(Recorded data)
==================================================

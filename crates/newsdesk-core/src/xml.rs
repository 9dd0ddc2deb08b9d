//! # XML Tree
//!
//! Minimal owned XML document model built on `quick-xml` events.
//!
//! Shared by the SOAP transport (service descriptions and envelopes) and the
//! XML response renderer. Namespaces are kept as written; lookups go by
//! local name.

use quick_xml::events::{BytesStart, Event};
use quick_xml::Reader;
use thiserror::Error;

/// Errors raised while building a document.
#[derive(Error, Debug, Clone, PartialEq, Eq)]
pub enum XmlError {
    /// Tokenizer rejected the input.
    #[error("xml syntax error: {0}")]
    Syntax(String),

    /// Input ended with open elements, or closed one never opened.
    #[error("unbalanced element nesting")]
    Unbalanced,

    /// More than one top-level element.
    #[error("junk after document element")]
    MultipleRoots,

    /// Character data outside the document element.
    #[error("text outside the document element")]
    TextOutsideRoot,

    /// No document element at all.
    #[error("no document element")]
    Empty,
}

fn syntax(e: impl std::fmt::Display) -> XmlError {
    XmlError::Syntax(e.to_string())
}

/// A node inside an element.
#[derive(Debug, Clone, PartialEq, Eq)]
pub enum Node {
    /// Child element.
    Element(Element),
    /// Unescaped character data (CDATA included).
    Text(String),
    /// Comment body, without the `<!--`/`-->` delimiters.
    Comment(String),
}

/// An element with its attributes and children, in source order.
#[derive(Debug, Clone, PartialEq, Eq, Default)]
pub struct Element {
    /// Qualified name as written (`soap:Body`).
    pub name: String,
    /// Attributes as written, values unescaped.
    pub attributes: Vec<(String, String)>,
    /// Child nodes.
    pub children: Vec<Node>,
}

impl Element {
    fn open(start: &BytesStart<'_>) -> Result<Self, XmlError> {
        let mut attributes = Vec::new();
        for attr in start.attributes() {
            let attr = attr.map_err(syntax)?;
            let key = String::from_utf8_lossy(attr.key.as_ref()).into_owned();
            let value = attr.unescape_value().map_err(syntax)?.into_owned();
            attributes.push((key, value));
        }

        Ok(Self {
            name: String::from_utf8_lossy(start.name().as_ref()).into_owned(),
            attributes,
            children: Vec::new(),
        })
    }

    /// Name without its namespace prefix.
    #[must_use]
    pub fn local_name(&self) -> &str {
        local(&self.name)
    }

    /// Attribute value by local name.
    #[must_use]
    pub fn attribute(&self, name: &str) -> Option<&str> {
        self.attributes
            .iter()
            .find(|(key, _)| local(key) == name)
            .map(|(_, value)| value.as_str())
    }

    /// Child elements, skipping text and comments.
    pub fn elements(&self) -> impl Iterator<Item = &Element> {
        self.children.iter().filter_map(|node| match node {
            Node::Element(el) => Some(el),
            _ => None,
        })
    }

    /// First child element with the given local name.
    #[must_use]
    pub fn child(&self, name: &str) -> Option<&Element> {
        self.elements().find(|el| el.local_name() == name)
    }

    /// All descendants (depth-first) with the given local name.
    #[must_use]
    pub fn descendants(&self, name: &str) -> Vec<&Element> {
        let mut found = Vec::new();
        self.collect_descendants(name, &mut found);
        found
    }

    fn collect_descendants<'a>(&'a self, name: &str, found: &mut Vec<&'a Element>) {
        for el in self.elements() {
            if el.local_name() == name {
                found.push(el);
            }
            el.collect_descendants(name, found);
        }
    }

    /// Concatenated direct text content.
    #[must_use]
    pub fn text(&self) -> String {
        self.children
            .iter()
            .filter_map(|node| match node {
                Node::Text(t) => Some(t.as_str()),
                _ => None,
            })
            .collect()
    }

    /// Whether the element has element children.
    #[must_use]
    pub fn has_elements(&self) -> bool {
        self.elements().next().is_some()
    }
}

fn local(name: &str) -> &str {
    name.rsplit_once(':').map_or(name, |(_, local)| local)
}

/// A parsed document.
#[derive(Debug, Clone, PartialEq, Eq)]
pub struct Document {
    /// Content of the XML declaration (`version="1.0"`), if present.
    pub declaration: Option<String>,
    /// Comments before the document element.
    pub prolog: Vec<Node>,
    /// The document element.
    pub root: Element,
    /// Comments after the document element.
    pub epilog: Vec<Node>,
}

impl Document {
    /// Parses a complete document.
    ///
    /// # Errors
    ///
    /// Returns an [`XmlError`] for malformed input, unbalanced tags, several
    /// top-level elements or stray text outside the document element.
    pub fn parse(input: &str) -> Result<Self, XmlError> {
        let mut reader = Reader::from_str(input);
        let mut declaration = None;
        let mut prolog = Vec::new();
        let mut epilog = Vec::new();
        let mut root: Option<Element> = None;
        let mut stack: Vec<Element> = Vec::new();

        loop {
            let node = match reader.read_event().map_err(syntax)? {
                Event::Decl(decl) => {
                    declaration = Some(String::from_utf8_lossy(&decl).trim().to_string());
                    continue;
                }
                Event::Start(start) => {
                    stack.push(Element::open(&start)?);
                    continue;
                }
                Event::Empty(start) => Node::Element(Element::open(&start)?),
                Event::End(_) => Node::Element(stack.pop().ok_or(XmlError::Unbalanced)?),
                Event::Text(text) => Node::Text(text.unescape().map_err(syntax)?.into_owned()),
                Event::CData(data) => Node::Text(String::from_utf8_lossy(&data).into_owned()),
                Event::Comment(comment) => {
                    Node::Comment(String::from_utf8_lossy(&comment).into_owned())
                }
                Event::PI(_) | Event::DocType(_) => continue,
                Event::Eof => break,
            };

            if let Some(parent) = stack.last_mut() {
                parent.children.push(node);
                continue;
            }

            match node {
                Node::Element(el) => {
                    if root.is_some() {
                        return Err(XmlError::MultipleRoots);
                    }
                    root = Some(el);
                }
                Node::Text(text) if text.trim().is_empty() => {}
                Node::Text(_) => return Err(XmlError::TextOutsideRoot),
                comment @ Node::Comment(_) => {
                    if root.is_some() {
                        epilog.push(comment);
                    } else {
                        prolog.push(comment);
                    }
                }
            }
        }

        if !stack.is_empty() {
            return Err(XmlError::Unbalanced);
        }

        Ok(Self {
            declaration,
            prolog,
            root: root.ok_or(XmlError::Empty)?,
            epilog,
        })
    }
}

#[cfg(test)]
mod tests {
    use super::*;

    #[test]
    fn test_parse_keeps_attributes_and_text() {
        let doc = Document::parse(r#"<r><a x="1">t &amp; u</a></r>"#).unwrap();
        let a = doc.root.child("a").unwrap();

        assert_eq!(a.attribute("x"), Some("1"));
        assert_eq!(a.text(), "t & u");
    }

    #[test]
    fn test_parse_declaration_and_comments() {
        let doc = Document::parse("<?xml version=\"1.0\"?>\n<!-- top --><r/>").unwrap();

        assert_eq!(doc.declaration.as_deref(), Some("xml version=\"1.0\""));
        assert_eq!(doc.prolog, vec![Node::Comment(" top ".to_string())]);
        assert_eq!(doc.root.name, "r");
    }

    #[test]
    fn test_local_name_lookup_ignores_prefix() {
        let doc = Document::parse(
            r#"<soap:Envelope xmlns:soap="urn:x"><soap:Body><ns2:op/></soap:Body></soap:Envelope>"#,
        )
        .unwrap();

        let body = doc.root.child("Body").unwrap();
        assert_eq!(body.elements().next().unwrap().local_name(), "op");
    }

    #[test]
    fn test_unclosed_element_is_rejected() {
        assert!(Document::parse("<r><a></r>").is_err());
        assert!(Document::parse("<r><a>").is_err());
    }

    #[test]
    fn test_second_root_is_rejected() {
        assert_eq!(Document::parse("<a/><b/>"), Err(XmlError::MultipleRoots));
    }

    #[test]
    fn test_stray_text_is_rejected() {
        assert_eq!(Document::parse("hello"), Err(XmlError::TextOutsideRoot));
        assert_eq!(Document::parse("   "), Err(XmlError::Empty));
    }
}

==================================================

### WORK ITEM
All entries must be duplicated exactly, with none left out.

### OUTPUT FOR THIS TASK
filename crates/newsdesk-core/src/xml.rs
repository 9dd0ddc2deb08b9d
//! # XML Tree
//!
//! Minimal owned XML document model built on `quick-xml` events.
//!
//! Shared by the SOAP transport (service descriptions and envelopes) and the
//! XML response renderer. Namespaces are kept as written; lookups go by
//! local name.

use quick_xml::events::{BytesStart, Event};
use quick_xml::Reader;
use thiserror::Error;

/// Errors raised while building a document.
#[derive(Error, Debug, Clone, PartialEq, Eq)]
pub enum XmlError {
    /// Tokenizer rejected the input.
    #[error("xml syntax error: {0}")]
    Syntax(String),

    /// Input ended with open elements, or closed one never opened.
    #[error("unbalanced element nesting")]
    Unbalanced,

    /// More than one top-level element.
    #[error("junk after document element")]
    MultipleRoots,

    /// Character data outside the document element.
    #[error("text outside the document element")]
    TextOutsideRoot,

    /// No document element at all.
    #[error("no document element")]
    Empty,
}

fn syntax(e: impl std::fmt::Display) -> XmlError {
    XmlError::Syntax(e.to_string())
}

/// A node inside an element.
#[derive(Debug, Clone, PartialEq, Eq)]
pub enum Node {
    /// Child element.
    Element(Element),
    /// Unescaped character data (CDATA included).
    Text(String),
    /// Comment body, without the `<!--`/`-->` delimiters.
    Comment(String),
}

/// An element with its attributes and children, in source order.
#[derive(Debug, Clone, PartialEq, Eq, Default)]
pub struct Element {
    /// Qualified name as written (`soap:Body`).
    pub name: String,
    /// Attributes as written, values unescaped.
    pub attributes: Vec<(String, String)>,
    /// Child nodes.
    pub children: Vec<Node>,
}

impl Element {
    fn open(start: &BytesStart<'_>) -> Result<Self, XmlError> {
        let mut attributes = Vec::new();
        for attr in start.attributes() {
            let attr = attr.map_err(syntax)?;
            let key = String::from_utf8_lossy(attr.key.as_ref()).into_owned();
            let value = attr.unescape_value().map_err(syntax)?.into_owned();
            attributes.push((key, value));
        }

        Ok(Self {
            name: String::from_utf8_lossy(start.name().as_ref()).into_owned(),
            attributes,
            children: Vec::new(),
        })
    }

    /// Name without its namespace prefix.
    #[must_use]
    pub fn local_name(&self) -> &str {
        local(&self.name)
    }

    /// Attribute value by local name.
    #[must_use]
    pub fn attribute(&self, name: &str) -> Option<&str> {
        self.attributes
            .iter()
            .find(|(key, _)| local(key) == name)
            .map(|(_, value)| value.as_str())
    }

    /// Child elements, skipping text and comments.
    pub fn elements(&self) -> impl Iterator<Item = &Element> {
        self.children.iter().filter_map(|node| match node {
            Node::Element(el) => Some(el),
            _ => None,
        })
    }

    /// First child element with the given local name.
    #[must_use]
    pub fn child(&self, name: &str) -> Option<&Element> {
        self.elements().find(|el| el.local_name() == name)
    }

    /// All descendants (depth-first) with the given local name.
    #[must_use]
    pub fn descendants(&self, name: &str) -> Vec<&Element> {
        let mut found = Vec::new();
        self.collect_descendants(name, &mut found);
        found
    }

    fn collect_descendants<'a>(&'a self, name: &str, found: &mut Vec<&'a Element>) {
        for el in self.elements() {
            if el.local_name() == name {
                found.push(el);
            }
            el.collect_descendants(name, found);
        }
    }

    /// Concatenated direct text content.
    #[must_use]
    pub fn text(&self) -> String {
        self.children
            .iter()
            .filter_map(|node| match node {
                Node::Text(t) => Some(t.as_str()),
                _ => None,
            })
            .collect()
    }

    /// Whether the element has element children.
    #[must_use]
    pub fn has_elements(&self) -> bool {
        self.elements().next().is_some()
    }
}

fn local(name: &str) -> &str {
    name.rsplit_once(':').map_or(name, |(_, local)| local)
}

/// A parsed document.
#[derive(Debug, Clone, PartialEq, Eq)]
pub struct Document {
    /// Content of the XML declaration (`version="1.0"`), if present.
    pub declaration: Option<String>,
    /// Comments before the document element.
    pub prolog: Vec<Node>,
    /// The document element.
    pub root: Element,
    /// Comments after the document element.
    pub epilog: Vec<Node>,
}

impl Document {
    /// Parses a complete document.
    ///
    /// # Errors
    ///
    /// Returns an [`XmlError`] for malformed input, unbalanced tags, several
    /// top-level elements or stray text outside the document element.
    pub fn parse(input: &str) -> Result<Self, XmlError> {
        let mut reader = Reader::from_str(input);
        let mut declaration = None;
        let mut prolog = Vec::new();
        let mut epilog = Vec::new();
        let mut root: Option<Element> = None;
        let mut stack: Vec<Element> = Vec::new();

        loop {
            let node = match reader.read_event().map_err(syntax)? {
                Event::Decl(decl) => {
                    declaration = Some(String::from_utf8_lossy(&decl).trim().to_string());
                    continue;
                }
                Event::Start(start) => {
                    stack.push(Element::open(&start)?);
                    continue;
                }
                Event::Empty(start) => Node::Element(Element::open(&start)?),
                Event::End(_) => Node::Element(stack.pop().ok_or(XmlError::Unbalanced)?),
                Event::Text(text) => Node::Text(text.unescape().map_err(syntax)?.into_owned()),
                Event::CData(data) => Node::Text(String::from_utf8_lossy(&data).into_owned()),
                Event::Comment(comment) => {
                    Node::Comment(String::from_utf8_lossy(&comment).into_owned())
                }
                Event::PI(_) | Event::DocType(_) => continue,
                Event::Eof => break,
            };

            if let Some(parent) = stack.last_mut() {
                parent.children.push(node);
                continue;
            }

            match node {
                Node::Element(el) => {
                    if root.is_some() {
                        return Err(XmlError::MultipleRoots);
                    }
                    root = Some(el);
                }
                Node::Text(text) if text.trim().is_empty() => {}
                Node::Text(_) => return Err(XmlError::TextOutsideRoot),
                comment @ Node::Comment(_) => {
                    if root.is_some() {
                        epilog.push(comment);
                    } else {
                        prolog.push(comment);
                    }
                }
            }
        }

        if !stack.is_empty() {
            return Err(XmlError::Unbalanced);
        }

        Ok(Self {
            declaration,
            prolog,
            root: root.ok_or(XmlError::Empty)?,
            epilog,
        })
    }
}

#[cfg(test)]
mod tests {
    use super::*;

    #[test]
    fn test_parse_keeps_attributes_and_text() {
        let doc = Document::parse(r#"<r><a x="1">t &amp; u</a></r>"#).unwrap();
        let a = doc.root.child("a").unwrap();

        assert_eq!(a.attribute("x"), Some("1"));
        assert_eq!(a.text(), "t & u");
    }

    #[test]
    fn test_parse_declaration_and_comments() {
        let doc = Document::parse("<?xml version=\"1.0\"?>\n<!-- top --><r/>").unwrap();

        assert_eq!(doc.declaration.as_deref(), Some("xml version=\"1.0\""));
        assert_eq!(doc.prolog, vec![Node::Comment(" top ".to_string())]);
        assert_eq!(doc.root.name, "r");
    }

    #[test]
    fn test_local_name_lookup_ignores_prefix() {
        let doc = Document::parse(
            r#"<soap:Envelope xmlns:soap="urn:x"><soap:Body><ns2:op/></soap:Body></soap:Envelope>"#,
        )
        .unwrap();

        let body = doc.root.child("Body").unwrap();
        assert_eq!(body.elements().next().unwrap().local_name(), "op");
    }

    #[test]
    fn test_unclosed_element_is_rejected() {
        assert!(Document::parse("<r><a></r>").is_err());
        assert!(Document::parse("<r><a>").is_err());
    }

    #[test]
    fn test_second_root_is_rejected() {
        assert_eq!(Document::parse("<a/><b/>"), Err(XmlError::MultipleRoots));
    }

    #[test]
    fn test_stray_text_is_rejected() {
        assert_eq!(Document::parse("hello"), Err(XmlError::TextOutsideRoot));
        assert_eq!(Document::parse("   "), Err(XmlError::Empty));
    }
}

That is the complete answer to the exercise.